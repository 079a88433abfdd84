//! Admin authentication middleware.
//!
//! Admin routes accept a bearer token issued by the hosted auth provider. The
//! token must verify against the shared HS256 secret and carry the `admin`
//! role in its `app_metadata`, which only the provider can write.

use axum::{
    body::Body,
    extract::State,
    http::{header, HeaderMap, Request},
    middleware::Next,
    response::{IntoResponse, Response},
};
use uuid::Uuid;

use crate::app::AppState;
use crate::error::ApiError;
use shared::jwt::{JwtError, JwtVerifier};

/// Authenticated administrator, stored in request extensions.
#[derive(Debug, Clone)]
pub struct AdminAuth {
    pub user_id: Uuid,
    pub email: Option<String>,
}

impl AdminAuth {
    /// Verifies `token` and checks the admin role.
    pub fn from_token(verifier: &JwtVerifier, token: &str) -> Result<Self, ApiError> {
        let claims = verifier.verify(token).map_err(|e| {
            tracing::debug!("JWT validation failed: {}", e);
            match e {
                JwtError::TokenExpired => ApiError::Unauthorized("Token has expired".to_string()),
                _ => ApiError::Unauthorized("Invalid or expired token".to_string()),
            }
        })?;

        let user_id = Uuid::parse_str(&claims.sub)
            .map_err(|_| ApiError::Unauthorized("Invalid user ID in token".to_string()))?;

        if !claims.is_admin() {
            tracing::warn!(user_id = %user_id, "Non-admin user attempted admin access");
            return Err(ApiError::Forbidden("Admin access required".to_string()));
        }

        Ok(Self {
            user_id,
            email: claims.email,
        })
    }
}

/// Extracts the token from an `Authorization: Bearer <token>` header.
pub fn bearer_token(headers: &HeaderMap) -> Option<&str> {
    headers
        .get(header::AUTHORIZATION)
        .and_then(|v| v.to_str().ok())
        .and_then(|v| v.strip_prefix("Bearer "))
        .map(str::trim)
        .filter(|t| !t.is_empty())
}

/// Middleware for admin-only routes.
///
/// Rejects with 401 when the token is missing or invalid and 403 when the
/// user lacks the admin role.
pub async fn require_admin(
    State(state): State<AppState>,
    mut req: Request<Body>,
    next: Next,
) -> Response {
    let token = match bearer_token(req.headers()) {
        Some(token) => token,
        None => {
            return ApiError::Unauthorized("Missing or invalid Authorization header".to_string())
                .into_response();
        }
    };

    match AdminAuth::from_token(&state.verifier, token) {
        Ok(auth) => {
            req.extensions_mut().insert(auth);
            next.run(req).await
        }
        Err(err) => err.into_response(),
    }
}
// ============================================================================
// Languages
// ============================================================================

#[tokio::test]
async fn test_admin_language_management() {
    let (app, pool) = setup().await;
    let marker = unique_marker();
    let token = admin_token();

    let response = app
        .clone()
        .oneshot(json_request_with_auth(
            Method::POST,
            "/api/v1/admin/languages",
            json!({
                "code": unique_language_code(),
                "name": format!("Telugu {}", marker),
                "is_active": false
            }),
            &token,
        ))
        .await
        .unwrap();
    assert_eq!(response.status(), StatusCode::CREATED);
    let body = parse_response_body(response).await;
    let id = body["language"]["id"].as_str().unwrap().to_string();
    let uri = format!("/api/v1/admin/languages/{}", id);

    // Inactive languages are listed for admins only
    let response = app
        .clone()
        .oneshot(get_request_with_auth("/api/v1/admin/languages", &token))
        .await
        .unwrap();
    let body = parse_response_body(response).await;
    assert!(ids(&body["languages"]).contains(&id));

    let response = app
        .clone()
        .oneshot(common::get_request("/api/v1/languages"))
        .await
        .unwrap();
    let body = parse_response_body(response).await;
    assert!(!ids(&body["languages"]).contains(&id));

    let response = app
        .clone()
        .oneshot(json_request_with_auth(
            Method::PATCH,
            &uri,
            json!({"is_active": true, "sort_order": 9}),
            &token,
        ))
        .await
        .unwrap();
    assert_eq!(response.status(), StatusCode::OK);
    let body = parse_response_body(response).await;
    assert_eq!(body["language"]["is_active"], true);
    assert_eq!(body["language"]["sort_order"], 9);

    let response = app
        .clone()
        .oneshot(delete_request_with_auth(&uri, &token))
        .await
        .unwrap();
    assert_eq!(response.status(), StatusCode::NO_CONTENT);

    let response = app
        .oneshot(get_request_with_auth(&uri, &token))
        .await
        .unwrap();
    assert_eq!(response.status(), StatusCode::NOT_FOUND);

    cleanup_marked(&pool, &marker).await;
}

#[tokio::test]
async fn test_delete_language_in_use_conflicts() {
    let (app, pool) = setup().await;
    let marker = unique_marker();
    let token = admin_token();

    let response = app
        .clone()
        .oneshot(json_request_with_auth(
            Method::POST,
            "/api/v1/admin/languages",
            json!({"code": unique_language_code(), "name": format!("Kannada {}", marker)}),
            &token,
        ))
        .await
        .unwrap();
    let body = parse_response_body(response).await;
    let language_id = body["language"]["id"].as_str().unwrap().to_string();

    let mantra_id = create_test_mantra(&pool, &format!("{} Used", marker), None, None, 0).await;
    let response = app
        .clone()
        .oneshot(json_request_with_auth(
            Method::POST,
            &format!("/api/v1/mantras/{}/translations", mantra_id),
            json!({"language_id": language_id, "text": "Om"}),
            &token,
        ))
        .await
        .unwrap();
    assert_eq!(response.status(), StatusCode::CREATED);

    let response = app
        .oneshot(delete_request_with_auth(
            &format!("/api/v1/admin/languages/{}", language_id),
            &token,
        ))
        .await
        .unwrap();
    assert_eq!(response.status(), StatusCode::CONFLICT);
    let body = parse_response_body(response).await;
    assert_eq!(body["message"], "Language is used by existing translations");

    // Mantras go first so their translations release the language.
    cleanup_marked(&pool, &marker).await;
}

....

* ASSIGNMENT:
All of the entries above need to be printed again exactly.

* SOLUTION TO THE PROBLEM:
repository 079a88433abfdd84
//! Admin authentication middleware.
//!
//! Admin routes accept a bearer token issued by the hosted auth provider. The
//! token must verify against the shared HS256 secret and carry the `admin`
//! role in its `app_metadata`, which only the provider can write.

use axum::{
    body::Body,
    extract::State,
    http::{header, HeaderMap, Request},
    middleware::Next,
    response::{IntoResponse, Response},
};
use uuid::Uuid;

use crate::app::AppState;
use crate::error::ApiError;
use shared::jwt::{JwtError, JwtVerifier};

/// Authenticated administrator, stored in request extensions.
#[derive(Debug, Clone)]
pub struct AdminAuth {
    pub user_id: Uuid,
    pub email: Option<String>,
}

impl AdminAuth {
    /// Verifies `token` and checks the admin role.
    pub fn from_token(verifier: &JwtVerifier, token: &str) -> Result<Self, ApiError> {
        let claims = verifier.verify(token).map_err(|e| {
            tracing::debug!("JWT validation failed: {}", e);
            match e {
                JwtError::TokenExpired => ApiError::Unauthorized("Token has expired".to_string()),
                _ => ApiError::Unauthorized("Invalid or expired token".to_string()),
            }
        })?;

        let user_id = Uuid::parse_str(&claims.sub)
            .map_err(|_| ApiError::Unauthorized("Invalid user ID in token".to_string()))?;

        if !claims.is_admin() {
            tracing::warn!(user_id = %user_id, "Non-admin user attempted admin access");
            return Err(ApiError::Forbidden("Admin access required".to_string()));
        }

        Ok(Self {
            user_id,
            email: claims.email,
        })
    }
}

/// Extracts the token from an `Authorization: Bearer <token>` header.
pub fn bearer_token(headers: &HeaderMap) -> Option<&str> {
    headers
        .get(header::AUTHORIZATION)
        .and_then(|v| v.to_str().ok())
        .and_then(|v| v.strip_prefix("Bearer "))
        .map(str::trim)
        .filter(|t| !t.is_empty())
}

/// Middleware for admin-only routes.
///
/// Rejects with 401 when the token is missing or invalid and 403 when the
/// user lacks the admin role.
pub async fn require_admin(
    State(state): State<AppState>,
    mut req: Request<Body>,
    next: Next,
) -> Response {
    let token = match bearer_token(req.headers()) {
        Some(token) => token,
        None => {
            return ApiError::Unauthorized("Missing or invalid Authorization header".to_string())
                .into_response();
        }
    };

    match AdminAuth::from_token(&state.verifier, token) {
        Ok(auth) => {
            req.extensions_mut().insert(auth);
            next.run(req).await
        }
        Err(err) => err.into_response(),
    }
}
// ============================================================================
// Languages
// ============================================================================

#[tokio::test]
async fn test_admin_language_management() {
    let (app, pool) = setup().await;
    let marker = unique_marker();
    let token = admin_token();

    let response = app
        .clone()
        .oneshot(json_request_with_auth(
            Method::POST,
            "/api/v1/admin/languages",
            json!({
                "code": unique_language_code(),
                "name": format!("Telugu {}", marker),
                "is_active": false
            }),
            &token,
        ))
        .await
        .unwrap();
    assert_eq!(response.status(), StatusCode::CREATED);
    let body = parse_response_body(response).await;
    let id = body["language"]["id"].as_str().unwrap().to_string();
    let uri = format!("/api/v1/admin/languages/{}", id);

    // Inactive languages are listed for admins only
    let response = app
        .clone()
        .oneshot(get_request_with_auth("/api/v1/admin/languages", &token))
        .await
        .unwrap();
    let body = parse_response_body(response).await;
    assert!(ids(&body["languages"]).contains(&id));

    let response = app
        .clone()
        .oneshot(common::get_request("/api/v1/languages"))
        .await
        .unwrap();
    let body = parse_response_body(response).await;
    assert!(!ids(&body["languages"]).contains(&id));

    let response = app
        .clone()
        .oneshot(json_request_with_auth(
            Method::PATCH,
            &uri,
            json!({"is_active": true, "sort_order": 9}),
            &token,
        ))
        .await
        .unwrap();
    assert_eq!(response.status(), StatusCode::OK);
    let body = parse_response_body(response).await;
    assert_eq!(body["language"]["is_active"], true);
    assert_eq!(body["language"]["sort_order"], 9);

    let response = app
        .clone()
        .oneshot(delete_request_with_auth(&uri, &token))
        .await
        .unwrap();
    assert_eq!(response.status(), StatusCode::NO_CONTENT);

    let response = app
        .oneshot(get_request_with_auth(&uri, &token))
        .await
        .unwrap();
    assert_eq!(response.status(), StatusCode::NOT_FOUND);

    cleanup_marked(&pool, &marker).await;
}

#[tokio::test]
async fn test_delete_language_in_use_conflicts() {
    let (app, pool) = setup().await;
    let marker = unique_marker();
    let token = admin_token();

    let response = app
        .clone()
        .oneshot(json_request_with_auth(
            Method::POST,
            "/api/v1/admin/languages",
            json!({"code": unique_language_code(), "name": format!("Kannada {}", marker)}),
            &token,
        ))
        .await
        .unwrap();
    let body = parse_response_body(response).await;
    let language_id = body["language"]["id"].as_str().unwrap().to_string();

    let mantra_id = create_test_mantra(&pool, &format!("{} Used", marker), None, None, 0).await;
    let response = app
        .clone()
        .oneshot(json_request_with_auth(
            Method::POST,
            &format!("/api/v1/mantras/{}/translations", mantra_id),
            json!({"language_id": language_id, "text": "Om"}),
            &token,
        ))
        .await
        .unwrap();
    assert_eq!(response.status(), StatusCode::CREATED);

    let response = app
        .oneshot(delete_request_with_auth(
            &format!("/api/v1/admin/languages/{}", language_id),
            &token,
        ))
        .await
        .unwrap();
    assert_eq!(response.status(), StatusCode::CONFLICT);
    let body = parse_response_body(response).await;
    assert_eq!(body["message"], "Language is used by existing translations");

    // Mantras go first so their translations release the language.
    cleanup_marked(&pool, &marker).await;
}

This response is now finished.